Com um sorrisinho besta nos lábios, saí do vestiário. Incrivelmente, Edward me esperava do lado de fora.
– Vamos? – Ele perguntou estendendo a mão para mim, fazendo várias pessoas que estavam em volta olharem para nós com curiosidade.
– Aonde? – Perguntei baixinho, aceitando a sua mão. Quando que eu ia negar né gente?
– A qualquer lugar. Quero saber mais de você, qualquer coisa. – Ele disse, me levando para fora do ginásio. Ele já iria seguir em direção ao seu carro, mas o parei, apontando para a minha caminhonete. – Ah, você é a dona daquela picape barulhenta.
– Ei, não fale mal do carro. – Reclamei, fazendo bico. Edward meramente riu, estalando seus lábios nos meus. Meu coração imediatamente disparou, a respiração acelerando.
– Por que não fazemos o seguinte: você leva o carro até a sua casa e eu te sigo. De lá pensamos em algum lugar para ir, que tal? – Edward perguntou, colocando o braço em volta da minha cintura e caminhando em direção à minha caminhonete.
Sacudi a cabeça, tentando descobrir se estava realmente acordada.
– Parece que eu já te conheço há séculos. – Murmurei, quando paramos ao lado do meu carro.
– Eu sinto o mesmo. – Ele então encostou o seu corpo no meu e me beijou. Fiquei tonta, claro, e me perguntei se seria assim todas as vezes que o beijasse. Esperava que sim. – Estarei logo atrás de você.
Concordei com a cabeça e entrei no carro.
Saí do estacionamento e segui para casa. Olhava pelo retrovisor a cada segundo, para ter certeza de que Edward estava mesmo me seguindo.
E de repente uma realização me atingiu, fazendo meu coração perder uma batida.
Eu estaria saindo em um encontro com Edward Cullen!
Agora eu tinha certeza: estava mesmo sonhando. Mas não estava a fim de acordar nem tão cedo.
Parei a minha picape na entrada de carros e Edward parou seu carro ao lado da calçada. Desci e ele me seguiu até a porta, olhando tudo com atenção.
– Então é aqui que você mora? – Ele perguntou. Então estreitou os olhos. – Espera... Você é a filha do Chefe Swan?
– Sou sim. – Falei. Então estreitei os olhos e sorri malignamente. – Com medo?
Edward meramente riu, me abraçando pela cintura.

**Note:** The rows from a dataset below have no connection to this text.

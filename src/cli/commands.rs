//! Command handlers: each returns the process exit code on success

use std::io;
use std::path::Path;

use clap::CommandFactory;
use clap_complete::generate;
use tracing::{debug, instrument};

use crate::application::{Description, RenderSettings, TreeDisplay};
use crate::cli::args::{Cli, Commands, ConfigCommands};
use crate::cli::error::{CliError, CliResult};
use crate::cli::output;
use crate::config::{global_config_path, Settings};
use crate::domain::{
    is_legal, CodedEntry, ContentTree, DocumentType, InsertionContext, Position, RelationshipType,
    TreeFlavor, TreeKind, ValueType,
};
use crate::exitcode;

pub fn execute_command(cli: &Cli) -> CliResult<i32> {
    let Some(command) = &cli.command else {
        return Err(CliError::Usage(
            "no command given, see --help".to_string(),
        ));
    };
    if let Commands::Completion { shell } = command {
        let mut cmd = Cli::command();
        let name = cmd.get_name().to_string();
        generate(*shell, &mut cmd, name, &mut io::stdout());
        return Ok(exitcode::OK);
    }

    let settings = Settings::load(cli.config.as_deref())?;
    debug!(?settings, "effective settings");
    match command {
        Commands::Show { file, fragment } => cmd_show(&settings, file, *fragment),
        Commands::Find {
            file,
            code,
            scheme,
            fragment,
        } => cmd_find(&settings, file, code, scheme, *fragment),
        Commands::Check {
            relationship,
            value_type,
            parent,
            fragment,
            document_type,
        } => {
            let constraints = if *fragment {
                *document_type
            } else {
                Some(document_type.unwrap_or(settings.document_type))
            };
            cmd_check(*relationship, *value_type, *parent, *fragment, constraints)
        }
        Commands::Config { command } => cmd_config(&settings, command),
        Commands::Completion { .. } => Ok(exitcode::OK),
    }
}

#[instrument(skip(settings))]
fn cmd_show(settings: &Settings, file: &Path, fragment: bool) -> CliResult<i32> {
    let description = Description::load(file)?;
    let title = file.display().to_string();
    let outline = if fragment {
        description
            .build_fragment()?
            .to_outline(&title, &settings.render)
    } else {
        description
            .build_document(settings.document_type)?
            .to_outline(&title, &settings.render)
    };
    output::info(&outline);
    Ok(exitcode::OK)
}

#[instrument(skip(settings))]
fn cmd_find(
    settings: &Settings,
    file: &Path,
    code: &str,
    scheme: &str,
    fragment: bool,
) -> CliResult<i32> {
    let description = Description::load(file)?;
    let concept = CodedEntry::new(code, scheme, "");
    let found = if fragment {
        report_matches(&mut description.build_fragment()?, &concept, &settings.render)
    } else {
        report_matches(
            &mut description.build_document(settings.document_type)?,
            &concept,
            &settings.render,
        )
    };
    if found == 0 {
        output::failure(&format!("no node named ({code},{scheme})"));
    }
    Ok(exitcode::OK)
}

/// Walks all matches with repeated forward searches, returns their number.
fn report_matches<F: TreeFlavor>(
    tree: &mut ContentTree<F>,
    concept: &CodedEntry,
    render: &RenderSettings,
) -> usize {
    let mut found = 0;
    let mut next = tree.goto_named_node_from_root(concept);
    while next.is_some() {
        found += 1;
        if let (Some(position), Some(node)) = (tree.position(), tree.current_node()) {
            output::detail(&format!(
                "{:<10} {}",
                position,
                crate::application::render::label(node, render)
            ));
        }
        next = tree.goto_named_node(concept);
    }
    found
}

#[instrument]
fn cmd_check(
    relationship: RelationshipType,
    value_type: ValueType,
    parent: Option<ValueType>,
    fragment: bool,
    constraints: Option<DocumentType>,
) -> CliResult<i32> {
    let context = InsertionContext {
        kind: if fragment {
            TreeKind::Fragment
        } else {
            TreeKind::Document
        },
        position: parent.map_or(Position::Root, Position::Child),
        constraints,
    };
    let message = check_message(relationship, value_type, parent, constraints);
    if is_legal(relationship, value_type, &context) {
        output::success(&message);
        Ok(exitcode::OK)
    } else {
        output::failure(&message);
        Ok(exitcode::REJECTED)
    }
}

fn check_message(
    relationship: RelationshipType,
    value_type: ValueType,
    parent: Option<ValueType>,
    constraints: Option<DocumentType>,
) -> String {
    let below = parent.map_or_else(|| "as first node".to_string(), |p| format!("below {p}"));
    let rules = constraints.map_or_else(|| "unconstrained".to_string(), |t| t.to_string());
    format!("{relationship} {value_type} {below} ({rules})")
}

fn cmd_config(settings: &Settings, command: &ConfigCommands) -> CliResult<i32> {
    match command {
        ConfigCommands::Show => {
            output::header("Effective settings");
            output::info(&settings.to_toml()?);
        }
        ConfigCommands::Path => match global_config_path() {
            Some(path) => {
                let state = if path.exists() { "exists" } else { "not found" };
                output::detail(&format!("global: {} ({state})", path.display()));
            }
            None => output::detail(&"global: no config directory available"),
        },
    }
    Ok(exitcode::OK)
}
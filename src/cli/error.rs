//! CLI-level errors (wraps application errors)

use thiserror::Error;

use crate::application::ApplicationError;

/// CLI errors are the top-level error type.
/// These are what get displayed to the user.
#[derive(Error, Debug)]
pub enum CliError {
    #[error("{0}")]
    Application(#[from] ApplicationError),

    #[error("{0}")]
    Usage(String),
}

/// Result type for CLI operations.
pub type CliResult<T> = Result<T, CliError>;

impl CliError {
    /// Get the appropriate exit code for this error.
    pub fn exit_code(&self) -> i32 {
        match self {
            CliError::Usage(_) => crate::exitcode::USAGE,
            CliError::Application(e) => match e {
                ApplicationError::Io { .. } => crate::exitcode::NOINPUT,
                ApplicationError::Description { .. } | ApplicationError::Item { .. } => {
                    crate::exitcode::DATAERR
                }
                ApplicationError::Config { .. } => crate::exitcode::CONFIG,
            },
        }
    }
}
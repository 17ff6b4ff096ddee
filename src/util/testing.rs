use std::env;
use std::sync::Once;
use tracing::{debug, info};
use tracing_subscriber::{
    fmt::{self, format::FmtSpan},
    prelude::*,
    EnvFilter,
};

static TEST_SETUP: Once = Once::new();

/// Installs the test log subscriber once per process. `RUST_LOG` wins over
/// the default `trace` level for this crate.
pub fn init_test_setup() {
    TEST_SETUP.call_once(|| {
        if env::var("RUST_LOG").is_err() {
            env::set_var("RUST_LOG", "srtree=trace");
        }
        // global logging subscriber, used by all tracing log macros
        setup_test_logging();
        info!("Test Setup complete");
    });
}

fn setup_test_logging() {
    let env_filter = EnvFilter::try_from_default_env().unwrap_or_else(|_| EnvFilter::new("debug"));

    let subscriber = tracing_subscriber::registry().with(
        fmt::layer()
            .with_test_writer()
            .with_target(true)
            .with_thread_names(false)
            .with_span_events(FmtSpan::CLOSE)
            .with_filter(env_filter),
    );

    // Only set if we haven't already set a global subscriber
    if tracing::dispatcher::has_been_set() {
        debug!("Tracing subscriber already set");
    } else {
        subscriber.try_init().unwrap_or_else(|e| {
            eprintln!("Error: Failed to set up logging: {}", e);
        });
    }
}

– Não tem ninguém em casa? – Ele quis saber.
– Não, meu pai ainda não chegou do trabalho.
Abri a porta e entramos.
– Você pode esperar na sala enquanto eu guardo as minhas coisas? – Perguntei, me virando para ele e apontando para a sala.
– Tudo bem. – Ele seguiu para onde eu havia indicado. Subi as escadas praticamente correndo. Joguei a minha mochila de qualquer jeito no chão e me olhei no espelho.
Bom, meu cabelo havia resolvido cooperar comigo hoje, graças aos deuses.
Eu havia ido para a escola com uma calça jeans, meu all star e um suéter folgado cinzento, nada sexy. Catei uma regata azul piscina no meu guarda-roupas e, como estava frio, peguei um casaco de couro marrom. Não sabia aonde iríamos ainda, tinha que me prevenir.
Então desci. Na sala, encontrei Edward muito concentrado na leitura do meu diário. Quase morri do coração ao me dar conta de que ele ainda tinha aquilo.
– Por que você ainda está lendo isso? – Eu perguntei meio esganiçada, entrando na sala e tentando puxar o diário de sua mão.
Edward desviou, escondendo o diário nas costas.
– É que ficou muito mais interessante agora que posso imaginar o seu rosto enquanto leio. – Ele falou divertido. Corei furiosamente, sem nem querer imaginar o que ele estivera lendo. Abaixei-me sobre ele, ainda tentando pegar o diário.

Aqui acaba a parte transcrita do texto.